In 42 years as a journalist (when he was trained to use simple and clear language, avoiding jargon), political stories as well as looking at key events differently, have always been central for our Editor, Welshman Phil Parry, so he is intrigued by a new book by the former Scottish first minister Nicola Sturgeon where she says that being arrested left her in a bad state mentally, but the police had launched a top-level investigation into party finances during which a luxury motor home was seized.

 

It is unlikely that this book will serve the cause of nationalism well, and may prove something of an embarrassment for the Scottish National Party’s (SNP’s) sister organisation Plaid Cymru (Plaid).
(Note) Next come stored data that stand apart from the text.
use crate::{
    foundation::core::Domain,
    foundation::error::{DissolveError, DissolveResult},
    sequence::{
        RevealSequence,
        taps::{MAX_REGISTER_BITS, feedback_mask, period_for, register_bits_for},
    },
};

/// Full-period Galois LFSR over the padded domain of a [`Domain`].
///
/// Rows are padded to the next power of two so an index maps back to `(x, y)`
/// with a mask and a shift. Indices that land in padding (or past the last
/// row) are valid draws that the caller discards.
#[derive(Clone, Debug)]
pub struct LfsrSequence {
    bits: u32,
    mask: u64,
    seed_state: u64,
    state: u64,
    row_stride: u64,
    exhausted: bool,
}

impl LfsrSequence {
    /// Size the register for `domain` and derive a nonzero start state from `seed`.
    pub fn new(domain: Domain, seed: u64) -> DissolveResult<Self> {
        let width = u64::from(domain.width);
        let height = u64::from(domain.height);
        let row_stride = width.next_power_of_two();

        // Every in-bounds index must sit below the register period.
        let span = row_stride
            .checked_mul(height - 1)
            .and_then(|v| v.checked_add(width))
            .ok_or_else(|| DissolveError::invalid_domain("padded domain overflows u64"))?;
        let bits = register_bits_for(span).ok_or_else(|| {
            DissolveError::invalid_domain(format!(
                "{}x{} needs a register wider than {MAX_REGISTER_BITS} bits",
                domain.width, domain.height
            ))
        })?;
        let mask = feedback_mask(bits).ok_or_else(|| {
            DissolveError::invalid_domain(format!("no feedback mask for {bits}-bit register"))
        })?;
        let seed_state = 1 + seed % period_for(bits);

        Ok(Self {
            bits,
            mask,
            seed_state,
            state: seed_state,
            row_stride,
            exhausted: false,
        })
    }

    /// Register width in bits.
    pub fn bits(&self) -> u32 {
        self.bits
    }

    /// Start (and final) register value.
    pub fn seed_state(&self) -> u64 {
        self.seed_state
    }

    /// Whether a full period has been emitted.
    pub fn is_exhausted(&self) -> bool {
        self.exhausted
    }

    /// One Galois step: shift right, fold the mask back in when a 1 drops out.
    pub fn step(state: u64, mask: u64) -> u64 {
        let out = state & 1;
        let shifted = state >> 1;
        if out == 1 { shifted ^ mask } else { shifted }
    }
}

impl RevealSequence for LfsrSequence {
    fn next_index(&mut self) -> Option<u64> {
        if self.exhausted {
            return None;
        }
        self.state = Self::step(self.state, self.mask);
        if self.state == self.seed_state {
            self.exhausted = true;
        }
        Some(self.state - 1)
    }

    fn row_stride(&self) -> u64 {
        self.row_stride
    }

    fn period(&self) -> u64 {
        period_for(self.bits)
    }
}

#[cfg(test)]
#[path = "../../tests/unit/sequence/lfsr.rs"]
mod tests;
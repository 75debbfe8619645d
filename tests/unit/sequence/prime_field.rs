use super::*;

fn drain(seq: &mut PrimeFieldSequence) -> Vec<u64> {
    let mut out = Vec::new();
    while let Some(i) = seq.next_index() {
        out.push(i);
    }
    out
}

#[test]
fn root_generates_the_whole_group() {
    let mut k = 1u64;
    let mut steps = 0u64;
    loop {
        k = (k * PRIMITIVE_ROOT) % PRIME;
        steps += 1;
        if k == 1 {
            break;
        }
    }
    assert_eq!(steps, PRIME - 1);
}

#[test]
fn small_orders_match_reference_walk() {
    let domain = Domain::new(2, 2).unwrap();
    assert_eq!(
        drain(&mut PrimeFieldSequence::new(domain, 0).unwrap()),
        vec![0, 2, 3, 1]
    );
    assert_eq!(
        drain(&mut PrimeFieldSequence::new(domain, 4).unwrap()),
        vec![1, 0, 2, 3]
    );
}

#[test]
fn covers_domains_larger_than_the_prime() {
    let domain = Domain::new(300, 300).unwrap();
    let mut drawn = drain(&mut PrimeFieldSequence::new(domain, 1234).unwrap());
    assert_eq!(drawn.len(), 90_000);
    drawn.sort_unstable();
    assert!(drawn.iter().enumerate().all(|(i, &v)| v == i as u64));
}

#[test]
fn pixel_zero_is_revealed() {
    let domain = Domain::new(1, 1).unwrap();
    let mut seq = PrimeFieldSequence::new(domain, 99).unwrap();
    assert_eq!(seq.next_index(), Some(0));
    assert_eq!(seq.next_index(), None);
    assert_eq!(seq.start_k(), 100);
    assert_eq!(seq.row_stride(), 1);
}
it reads more like a pleading self-justifying defence of alleged wrong-doing, than an exercise in setting the record straight.

In it she says for example: “Being arrested and questioned by the police is an experience I’m not sure I will ever get over. When I left the police station I was in a bad state mentally”.

In an excerpt published in The Times, Ms Sturgeon describes June 11 2023 (the day she was arrested and questioned by the police) as the “worst of my life”.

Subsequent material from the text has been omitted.